# Contract situation!



## MR. Elite (Nov 24, 2012)

I have an account that is a friend of mine, he is a new account for me this year but he signed my contract roughly about 2 weeks ago.. Well this past thurs. he received an email from his service provider from last year stating that he is under contract with them until april of 14'.... The contract he signed was actually over april of 12'. (it was written in the original copy) 
Now he gave me a copy of the contract he signed with them n I (tried) to read it over... It was in no way shape or form legible!!! The writing on this contract is so botched and blurred IDK how any1 could ever read it in its entirety easily... I had my lawyer read it over and tell me his thoughts on the whole mess. He finally got back to me 48 hours later telling me that there is nothing in this contract about cancelation by the customer!?? He as advised my buddy to call n state his case to the company n also write them a letter so there is documentation of the event and cancelation also. 
BTW the contract he signed from last year was a very large known company in the area!
He was also very dissatisfied with the services from day 1, but when he called me last year to see if I could help him I truly was in no way shape or form able to service anything else (even tho we on had 2+ inches here last year!!) lol
I would like to know who others would deal with this scenario...? 
He is now still supposedly user contract with the other people yet he is under legal contract with me as well.....


----------



## grandview (Oct 9, 2005)

Have him send a letter to them that he is cancelling service.And put his lawyer name in it. That will quite them down.


----------



## RLM (Jan 12, 2006)

How can a contract not be legible in the age of computers & photo copiers ?


----------



## ALC-GregH (Nov 26, 2008)

Contracts are useless. Tell your friend to call the company up and cancel services due to poor service. I don't care what it says on paper. If they are not doing the job properly and as stated, CANCEL them. They can mail you letters all day long and you can just toss them in the trash.


----------



## Wilnip (Oct 4, 2011)

First, call like ALC says and then send a registered letter, return receipt requested, stating the contract is cancelled effective 12/10/12 and no further payments will be issued for work performed after this date.


----------



## South Seneca (Oct 22, 2010)

Why would anyone sign a contract or anything else if he can't tell what it says? He's lucky he didn't get screwed in a big way.


----------



## grandview (Oct 9, 2005)

South Seneca;1534218 said:


> Why would anyone sign a contract or anything else if he can't tell what it says? He's lucky he didn't get screwed in a big way.

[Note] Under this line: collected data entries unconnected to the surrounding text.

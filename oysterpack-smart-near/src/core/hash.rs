use near_sdk::json_types::ValidAccountId;
use near_sdk::{
    borsh::{self, BorshDeserialize, BorshSerialize},
    env,
};

/// sha256 hashed data
///
/// Used to build storage keys for the NEAR Trie:
/// - keys are evenly distributed
/// - key size is constant 32 bytes
#[derive(
    BorshDeserialize,
    BorshSerialize,
    Clone,
    Copy,
    PartialEq,
    Eq,
    Hash,
    Debug,
    Ord,
    PartialOrd,
    Default,
)]
pub struct Hash([u8; Hash::LENGTH]);

impl Hash {
    pub const LENGTH: usize = 32;
}

impl AsRef<[u8]> for Hash {
    fn as_ref(&self) -> &[u8] {
        &self.0
    }
}

impl From<&[u8]> for Hash {
    fn from(value: &[u8]) -> Self {
        assert!(!value.is_empty(), "value must not be empty");
        let mut hash = [0_u8; Hash::LENGTH];
        hash.copy_from_slice(&env::sha256(value));
        Self(hash)
    }
}

impl From<u128> for Hash {
    fn from(value: u128) -> Self {
        Hash::from(value.to_be_bytes().as_ref())
    }
}

impl From<&str> for Hash {
    fn from(value: &str) -> Self {
        Hash::from(value.as_bytes())
    }
}

impl From<&ValidAccountId> for Hash {
    fn from(account_id: &ValidAccountId) -> Self {
        Hash::from(account_id.as_ref().as_str())
    }
}

/// (namespace, instance) key - used to key component instances
impl From<(u128, u128)> for Hash {
    fn from((k1, k2): (u128, u128)) -> Self {
        Hash::from((k1.to_be_bytes().as_ref(), k2))
    }
}

/// (object_id, attribute_id) key
/// - ULIDs should be used for attribute IDs to avoid collisions
impl From<(&str, u128)> for Hash {
    fn from((k1, k2): (&str, u128)) -> Self {
        Hash::from((k1.as_bytes(), k2))
    }
}

impl From<(&[u8], u128)> for Hash {
    fn from((k1, k2): (&[u8], u128)) -> Self {
        assert!(!k1.is_empty(), "k1 must not be empty");
        let key: Vec<u8> = [k1, k2.to_be_bytes().as_ref()].concat();
        Hash::from(key.as_slice())
    }
}

/// compound key
impl From<(&[u8], &[u8])> for Hash {
    fn from((k1, k2): (&[u8], &[u8])) -> Self {
        assert!(!k1.is_empty(), "k1 must not be empty");
        assert!(!k2.is_empty(), "k2 must not be empty");
        let key: Vec<u8> = [k1, k2].concat();
        Hash::from(key.as_slice())
    }
}

impl From<(Hash, u64)> for Hash {
    fn from((k1, k2): (Hash, u64)) -> Self {
        Hash::from((k1.as_ref(), k2.to_be_bytes().as_ref()))
    }
}

impl From<(Hash, &str)> for Hash {
    fn from((k1, k2): (Hash, &str)) -> Self {
        Hash::from((k1.as_ref(), k2.as_bytes()))
    }
}

impl From<(Hash, Hash)> for Hash {
    fn from((k1, k2): (Hash, Hash)) -> Self {
        Hash::from((k1.as_ref(), k2.as_ref()))
    }
}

That's how marriage licenses are.


----------



## MR. Elite (Nov 24, 2012)

RLM;1534168 said:


> How can a contract not be legible in the age of computers & photo copiers ?

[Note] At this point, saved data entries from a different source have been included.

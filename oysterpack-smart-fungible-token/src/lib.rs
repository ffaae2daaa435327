//! In-contract fungible token ledger
//! - a contract may host several tokens, each keyed by [`TokenId`]
//! - balances are keyed by [`oysterpack_smart_near::domain::AccountIdHash`], which allows contract
//!   components to hold tokens in custody under pseudo accounts

pub mod components;
mod domain;
mod interface;

pub use domain::*;
pub use interface::*;
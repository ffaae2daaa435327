use crate::*;
use oysterpack_smart_boardroom::{Vault, VaultBalances, VaultOwner};
use oysterpack_smart_fungible_token::TokenAmount;

#[near_bindgen]
impl Vault for Contract {
    fn ops_vault_bond(&mut self, amount: TokenAmount) -> VaultBalances {
        Self::vault().ops_vault_bond(amount)
    }

    fn ops_vault_unbond(&mut self, amount: TokenAmount) -> VaultBalances {
        Self::vault().ops_vault_unbond(amount)
    }

    fn ops_vault_total_staked(&self) -> TokenAmount {
        Self::vault().ops_vault_total_staked()
    }

    fn ops_vault_balance_of(&self, account_id: ValidAccountId) -> TokenAmount {
        Self::vault().ops_vault_balance_of(account_id)
    }

    fn ops_vault_balance_without_bonded(&self, account_id: ValidAccountId) -> TokenAmount {
        Self::vault().ops_vault_balance_without_bonded(account_id)
    }

    fn ops_vault_balance_from_last_epoch(&self, account_id: ValidAccountId) -> TokenAmount {
        Self::vault().ops_vault_balance_from_last_epoch(account_id)
    }

    fn ops_vault_stake_balances(&self, account_id: ValidAccountId) -> Option<VaultBalances> {
        Self::vault().ops_vault_stake_balances(account_id)
    }

    fn ops_vault_lock_duration(&self) -> TimestampDuration {
        Self::vault().ops_vault_lock_duration()
    }

    fn ops_vault_stake_token(&self) -> TokenId {
        Self::vault().ops_vault_stake_token()
    }

    fn ops_vault_boardrooms(&self) -> BoardroomBindings {
        Self::vault().ops_vault_boardrooms()
    }
}

#[near_bindgen]
impl VaultOwner for Contract {
    fn ops_vault_set_boardrooms(
        &mut self,
        primary: Option<BoardroomId>,
        secondary: Option<BoardroomId>,
    ) {
        Self::vault().ops_vault_set_boardrooms(primary, secondary)
    }
}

Ur telli me!!! Thats wat I thought... I would post a copy of the contract but I don't want anything to come of it considering it is a large snow removal company in this are..... But I really does almost seem as tho it was made that way (very distorted) for a reason!?


----------



## MR. Elite (Nov 24, 2012)

grandview;1534391 said:


> That's how marriage licenses are.


LOL HAHAHAHAHA Thats 2 funny!!! Thats the exact reason I will am not married.... 2 me, its like a contract U cant ge out of.... well m=not very easy or cheaply for that matter!! And, I deff don't want to loose half of my **** that I have worked for!!! LOL I deff needed that laugh after 2day!!!
P.S. Im glad Im not the only 1 who sees it that way.


----------



## MR. Elite (Nov 24, 2012)

2days update.. My buddy has sent them the letter in the mail, regular and certified, he also faxed it in jus so they r sure to get it 1 way ir another. We are now jus waiting to see how it gets handled on the other end.


----------



## coldcoffee (Jul 17, 2008)

Just curious...Is the company based out of North East Ohio & is there a renewal clause within the fine print, which states the specific means of cancellation by a specific date, otherwise causing an automatic renewal & the only acceptable means of cancellation is by US certified mail?


----------



## Shamrock80 (Jan 28, 2011)

ALC-GregH;1534179 said:


> Contracts are useless. Tell your friend to call the company up and cancel services due to poor service. I don't care what it says on paper. If they are not doing the job properly and as stated, CANCEL them. They can mail you letters all day long and you can just toss them in the trash.


Plus One, if they're not doing there job you can axe them


----------



## MR. Elite (Nov 24, 2012)

Well, the comp has recieved there certified letter, and has not yet ONCE tried to make contact with the EX account!?? I can only guess wat there objective is on this??


----------